**Available data**.

==========

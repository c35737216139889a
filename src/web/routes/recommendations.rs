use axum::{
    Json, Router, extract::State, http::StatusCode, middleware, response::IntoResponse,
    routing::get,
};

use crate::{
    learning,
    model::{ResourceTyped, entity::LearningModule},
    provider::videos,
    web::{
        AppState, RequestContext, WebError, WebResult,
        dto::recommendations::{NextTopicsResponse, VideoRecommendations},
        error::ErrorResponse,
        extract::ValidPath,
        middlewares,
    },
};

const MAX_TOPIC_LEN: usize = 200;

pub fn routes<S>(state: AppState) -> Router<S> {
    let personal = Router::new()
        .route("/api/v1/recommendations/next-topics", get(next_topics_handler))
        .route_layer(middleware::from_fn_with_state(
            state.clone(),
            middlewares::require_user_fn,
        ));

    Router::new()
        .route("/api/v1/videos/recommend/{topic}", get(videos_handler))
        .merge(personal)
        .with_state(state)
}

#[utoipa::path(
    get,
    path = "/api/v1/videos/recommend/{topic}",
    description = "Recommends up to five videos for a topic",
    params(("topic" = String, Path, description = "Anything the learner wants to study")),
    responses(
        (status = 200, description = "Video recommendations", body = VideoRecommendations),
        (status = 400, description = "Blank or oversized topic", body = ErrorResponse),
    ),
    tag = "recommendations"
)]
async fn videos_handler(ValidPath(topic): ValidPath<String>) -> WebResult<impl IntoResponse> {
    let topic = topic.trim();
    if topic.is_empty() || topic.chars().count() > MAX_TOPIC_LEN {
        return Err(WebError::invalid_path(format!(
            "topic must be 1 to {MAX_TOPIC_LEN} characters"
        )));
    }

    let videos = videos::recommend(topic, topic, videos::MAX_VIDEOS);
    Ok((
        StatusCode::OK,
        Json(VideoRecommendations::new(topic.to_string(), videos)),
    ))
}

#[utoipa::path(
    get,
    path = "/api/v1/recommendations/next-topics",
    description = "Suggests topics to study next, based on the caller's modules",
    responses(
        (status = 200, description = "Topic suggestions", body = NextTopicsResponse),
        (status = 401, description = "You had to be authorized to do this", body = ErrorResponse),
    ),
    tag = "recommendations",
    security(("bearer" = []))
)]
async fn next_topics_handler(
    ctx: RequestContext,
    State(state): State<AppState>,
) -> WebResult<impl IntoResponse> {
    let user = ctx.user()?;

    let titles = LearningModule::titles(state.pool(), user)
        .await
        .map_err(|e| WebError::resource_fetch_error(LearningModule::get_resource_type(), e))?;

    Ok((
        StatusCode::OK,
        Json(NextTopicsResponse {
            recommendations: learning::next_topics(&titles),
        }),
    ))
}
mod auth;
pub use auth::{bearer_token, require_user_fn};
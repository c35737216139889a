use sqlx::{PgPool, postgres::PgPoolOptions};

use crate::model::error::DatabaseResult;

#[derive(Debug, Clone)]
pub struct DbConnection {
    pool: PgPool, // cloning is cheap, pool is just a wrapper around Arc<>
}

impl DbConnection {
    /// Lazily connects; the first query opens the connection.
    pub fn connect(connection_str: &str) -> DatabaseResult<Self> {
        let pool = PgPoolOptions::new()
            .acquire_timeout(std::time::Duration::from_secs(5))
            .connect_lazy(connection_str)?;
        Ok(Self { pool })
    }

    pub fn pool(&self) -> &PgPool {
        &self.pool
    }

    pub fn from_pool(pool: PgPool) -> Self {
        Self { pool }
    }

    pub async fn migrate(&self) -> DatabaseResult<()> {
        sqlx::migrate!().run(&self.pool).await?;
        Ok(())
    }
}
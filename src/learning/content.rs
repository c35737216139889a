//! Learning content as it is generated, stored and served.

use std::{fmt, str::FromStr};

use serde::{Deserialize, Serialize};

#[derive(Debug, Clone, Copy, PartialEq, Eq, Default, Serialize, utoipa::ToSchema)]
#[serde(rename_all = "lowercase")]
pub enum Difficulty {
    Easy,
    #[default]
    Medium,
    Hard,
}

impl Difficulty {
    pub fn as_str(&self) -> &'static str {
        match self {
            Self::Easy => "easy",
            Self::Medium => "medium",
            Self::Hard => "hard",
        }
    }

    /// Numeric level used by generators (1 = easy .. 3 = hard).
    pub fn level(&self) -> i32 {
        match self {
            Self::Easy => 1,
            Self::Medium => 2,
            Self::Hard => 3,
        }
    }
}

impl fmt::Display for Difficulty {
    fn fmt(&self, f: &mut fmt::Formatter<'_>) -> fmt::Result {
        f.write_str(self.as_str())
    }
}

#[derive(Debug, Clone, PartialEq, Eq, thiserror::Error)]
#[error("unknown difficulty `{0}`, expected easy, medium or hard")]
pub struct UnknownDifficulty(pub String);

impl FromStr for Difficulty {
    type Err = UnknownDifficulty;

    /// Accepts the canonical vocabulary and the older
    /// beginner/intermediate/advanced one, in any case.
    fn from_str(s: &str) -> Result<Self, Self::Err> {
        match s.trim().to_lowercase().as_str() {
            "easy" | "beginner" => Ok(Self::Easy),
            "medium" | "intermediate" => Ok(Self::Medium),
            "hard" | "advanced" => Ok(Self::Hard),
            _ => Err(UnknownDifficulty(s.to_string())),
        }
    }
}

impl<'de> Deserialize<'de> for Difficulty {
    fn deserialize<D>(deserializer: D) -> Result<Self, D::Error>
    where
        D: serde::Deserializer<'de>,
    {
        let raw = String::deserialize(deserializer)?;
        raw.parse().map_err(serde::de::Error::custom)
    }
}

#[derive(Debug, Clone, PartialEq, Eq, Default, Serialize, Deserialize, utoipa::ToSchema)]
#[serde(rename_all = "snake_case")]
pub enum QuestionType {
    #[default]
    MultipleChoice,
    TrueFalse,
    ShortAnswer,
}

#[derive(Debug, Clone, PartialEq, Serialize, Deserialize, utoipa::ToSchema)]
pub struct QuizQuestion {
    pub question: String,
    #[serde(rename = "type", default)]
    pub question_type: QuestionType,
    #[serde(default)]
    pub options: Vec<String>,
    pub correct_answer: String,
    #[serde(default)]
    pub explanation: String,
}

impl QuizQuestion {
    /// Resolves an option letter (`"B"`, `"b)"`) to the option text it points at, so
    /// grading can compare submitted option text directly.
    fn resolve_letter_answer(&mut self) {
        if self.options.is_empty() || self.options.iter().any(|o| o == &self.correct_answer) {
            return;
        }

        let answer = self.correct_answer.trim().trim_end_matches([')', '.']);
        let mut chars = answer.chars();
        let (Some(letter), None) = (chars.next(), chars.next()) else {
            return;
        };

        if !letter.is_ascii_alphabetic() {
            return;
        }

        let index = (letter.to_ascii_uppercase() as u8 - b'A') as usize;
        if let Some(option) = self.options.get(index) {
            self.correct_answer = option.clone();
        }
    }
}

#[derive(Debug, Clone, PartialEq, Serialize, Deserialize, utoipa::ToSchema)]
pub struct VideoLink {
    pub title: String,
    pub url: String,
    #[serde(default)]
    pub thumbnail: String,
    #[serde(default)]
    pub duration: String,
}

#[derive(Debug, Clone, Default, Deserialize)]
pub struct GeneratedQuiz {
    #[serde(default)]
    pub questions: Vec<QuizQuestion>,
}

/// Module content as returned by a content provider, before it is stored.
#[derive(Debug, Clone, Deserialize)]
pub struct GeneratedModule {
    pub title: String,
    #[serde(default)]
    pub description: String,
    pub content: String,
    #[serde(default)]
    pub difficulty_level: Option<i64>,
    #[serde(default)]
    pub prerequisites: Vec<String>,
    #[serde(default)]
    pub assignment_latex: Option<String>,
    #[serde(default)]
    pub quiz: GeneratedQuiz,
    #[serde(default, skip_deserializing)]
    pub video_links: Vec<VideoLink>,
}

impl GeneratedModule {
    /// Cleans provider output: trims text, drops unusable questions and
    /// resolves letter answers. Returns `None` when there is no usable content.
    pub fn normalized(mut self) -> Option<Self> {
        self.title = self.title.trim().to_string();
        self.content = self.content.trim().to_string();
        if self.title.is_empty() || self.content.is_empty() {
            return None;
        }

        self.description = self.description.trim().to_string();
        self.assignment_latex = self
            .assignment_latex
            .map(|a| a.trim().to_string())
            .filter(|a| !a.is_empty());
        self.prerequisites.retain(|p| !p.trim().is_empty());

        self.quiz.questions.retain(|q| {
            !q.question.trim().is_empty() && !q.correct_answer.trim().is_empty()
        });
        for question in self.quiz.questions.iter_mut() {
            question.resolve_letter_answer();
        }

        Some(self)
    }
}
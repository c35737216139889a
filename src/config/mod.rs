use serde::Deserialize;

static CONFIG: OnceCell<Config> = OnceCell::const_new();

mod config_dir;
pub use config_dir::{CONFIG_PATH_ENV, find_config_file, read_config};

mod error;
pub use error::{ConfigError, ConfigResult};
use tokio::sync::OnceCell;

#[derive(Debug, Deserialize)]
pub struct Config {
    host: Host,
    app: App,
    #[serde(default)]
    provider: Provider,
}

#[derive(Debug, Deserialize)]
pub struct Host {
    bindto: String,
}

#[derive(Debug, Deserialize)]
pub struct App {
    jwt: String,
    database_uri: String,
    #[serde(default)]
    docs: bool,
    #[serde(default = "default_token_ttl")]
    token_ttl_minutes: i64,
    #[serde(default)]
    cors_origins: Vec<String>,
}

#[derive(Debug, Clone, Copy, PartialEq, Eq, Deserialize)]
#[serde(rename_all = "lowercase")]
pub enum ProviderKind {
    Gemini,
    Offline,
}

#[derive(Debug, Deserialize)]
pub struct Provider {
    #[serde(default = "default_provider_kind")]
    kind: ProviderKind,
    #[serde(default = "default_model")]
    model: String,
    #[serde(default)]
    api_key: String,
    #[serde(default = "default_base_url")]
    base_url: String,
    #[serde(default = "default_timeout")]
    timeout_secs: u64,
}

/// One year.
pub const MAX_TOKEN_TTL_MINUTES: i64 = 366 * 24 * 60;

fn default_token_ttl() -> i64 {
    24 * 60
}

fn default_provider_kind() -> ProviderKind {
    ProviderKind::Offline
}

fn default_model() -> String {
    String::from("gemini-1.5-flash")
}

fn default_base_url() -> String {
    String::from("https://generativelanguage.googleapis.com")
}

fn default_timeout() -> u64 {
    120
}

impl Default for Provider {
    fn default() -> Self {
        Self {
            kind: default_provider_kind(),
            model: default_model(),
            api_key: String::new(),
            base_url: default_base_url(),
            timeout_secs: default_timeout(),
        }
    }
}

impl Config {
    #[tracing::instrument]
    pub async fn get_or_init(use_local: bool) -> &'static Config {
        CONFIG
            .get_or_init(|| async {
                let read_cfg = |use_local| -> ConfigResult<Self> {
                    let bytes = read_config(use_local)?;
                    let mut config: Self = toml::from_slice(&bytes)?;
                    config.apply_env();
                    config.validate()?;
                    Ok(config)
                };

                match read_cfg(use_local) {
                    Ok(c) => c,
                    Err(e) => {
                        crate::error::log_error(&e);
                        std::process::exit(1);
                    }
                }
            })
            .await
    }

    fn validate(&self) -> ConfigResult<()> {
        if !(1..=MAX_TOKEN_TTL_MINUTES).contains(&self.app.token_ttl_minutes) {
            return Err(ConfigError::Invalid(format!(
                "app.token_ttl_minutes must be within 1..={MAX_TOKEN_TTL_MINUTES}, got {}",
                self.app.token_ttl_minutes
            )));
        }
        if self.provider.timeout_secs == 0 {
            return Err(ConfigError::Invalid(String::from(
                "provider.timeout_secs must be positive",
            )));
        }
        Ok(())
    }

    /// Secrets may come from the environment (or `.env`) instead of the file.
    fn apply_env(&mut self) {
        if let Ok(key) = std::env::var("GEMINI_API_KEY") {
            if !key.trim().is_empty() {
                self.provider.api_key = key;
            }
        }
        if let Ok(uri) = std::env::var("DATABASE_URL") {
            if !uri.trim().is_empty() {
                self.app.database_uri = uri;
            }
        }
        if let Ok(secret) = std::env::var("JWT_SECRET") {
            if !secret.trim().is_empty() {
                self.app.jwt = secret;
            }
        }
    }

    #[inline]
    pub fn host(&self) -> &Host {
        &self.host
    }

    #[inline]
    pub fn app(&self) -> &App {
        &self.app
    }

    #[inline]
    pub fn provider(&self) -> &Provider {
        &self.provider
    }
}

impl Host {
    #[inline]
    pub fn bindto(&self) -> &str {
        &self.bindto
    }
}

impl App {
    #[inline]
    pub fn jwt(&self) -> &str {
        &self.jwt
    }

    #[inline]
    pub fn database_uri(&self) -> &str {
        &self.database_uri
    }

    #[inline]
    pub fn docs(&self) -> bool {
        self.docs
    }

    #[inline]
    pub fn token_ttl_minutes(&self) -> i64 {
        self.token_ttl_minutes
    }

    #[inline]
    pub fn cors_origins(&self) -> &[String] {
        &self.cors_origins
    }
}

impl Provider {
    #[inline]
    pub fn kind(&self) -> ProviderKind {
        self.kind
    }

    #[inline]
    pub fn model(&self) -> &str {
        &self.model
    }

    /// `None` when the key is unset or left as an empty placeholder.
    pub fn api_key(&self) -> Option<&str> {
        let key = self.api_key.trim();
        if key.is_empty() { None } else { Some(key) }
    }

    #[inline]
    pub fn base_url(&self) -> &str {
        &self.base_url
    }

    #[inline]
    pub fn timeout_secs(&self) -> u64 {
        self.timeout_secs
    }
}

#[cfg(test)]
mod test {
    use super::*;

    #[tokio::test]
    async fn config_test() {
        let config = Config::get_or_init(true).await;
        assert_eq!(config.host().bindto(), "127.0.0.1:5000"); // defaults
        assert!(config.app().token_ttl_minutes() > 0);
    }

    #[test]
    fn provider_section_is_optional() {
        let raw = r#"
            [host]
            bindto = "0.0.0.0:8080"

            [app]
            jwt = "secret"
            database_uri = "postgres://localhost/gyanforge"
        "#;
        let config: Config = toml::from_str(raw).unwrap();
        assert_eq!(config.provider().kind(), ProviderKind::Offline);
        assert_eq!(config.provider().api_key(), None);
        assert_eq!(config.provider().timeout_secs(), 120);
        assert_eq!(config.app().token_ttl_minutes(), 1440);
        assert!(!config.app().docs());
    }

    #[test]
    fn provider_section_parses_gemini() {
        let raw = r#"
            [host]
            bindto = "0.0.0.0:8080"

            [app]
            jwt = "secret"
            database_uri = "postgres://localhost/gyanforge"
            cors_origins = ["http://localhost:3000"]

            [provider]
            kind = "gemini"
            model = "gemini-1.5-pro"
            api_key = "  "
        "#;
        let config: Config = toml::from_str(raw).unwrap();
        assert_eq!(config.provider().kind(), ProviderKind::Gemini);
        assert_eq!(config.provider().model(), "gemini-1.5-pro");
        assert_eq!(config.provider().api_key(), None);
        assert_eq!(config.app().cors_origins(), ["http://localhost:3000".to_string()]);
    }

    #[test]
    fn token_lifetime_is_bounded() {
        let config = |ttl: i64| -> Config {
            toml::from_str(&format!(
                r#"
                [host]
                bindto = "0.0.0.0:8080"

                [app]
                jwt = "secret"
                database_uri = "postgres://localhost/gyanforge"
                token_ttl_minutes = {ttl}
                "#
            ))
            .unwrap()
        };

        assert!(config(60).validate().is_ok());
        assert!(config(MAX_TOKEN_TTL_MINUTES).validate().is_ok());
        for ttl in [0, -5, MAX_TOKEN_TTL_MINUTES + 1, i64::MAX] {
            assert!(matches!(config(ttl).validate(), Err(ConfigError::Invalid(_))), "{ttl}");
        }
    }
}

==========

**Problem to work on**.
Search the records above for the string "async". Copy every line that contains it.

**Exercise solution**.
async fn videos_handler(ValidPath(topic): ValidPath<String>) -> WebResult<impl IntoResponse> {
async fn next_topics_handler(
    pub async fn migrate(&self) -> DatabaseResult<()> {
    pub async fn get_or_init(use_local: bool) -> &'static Config {
            .get_or_init(|| async {
    async fn config_test() {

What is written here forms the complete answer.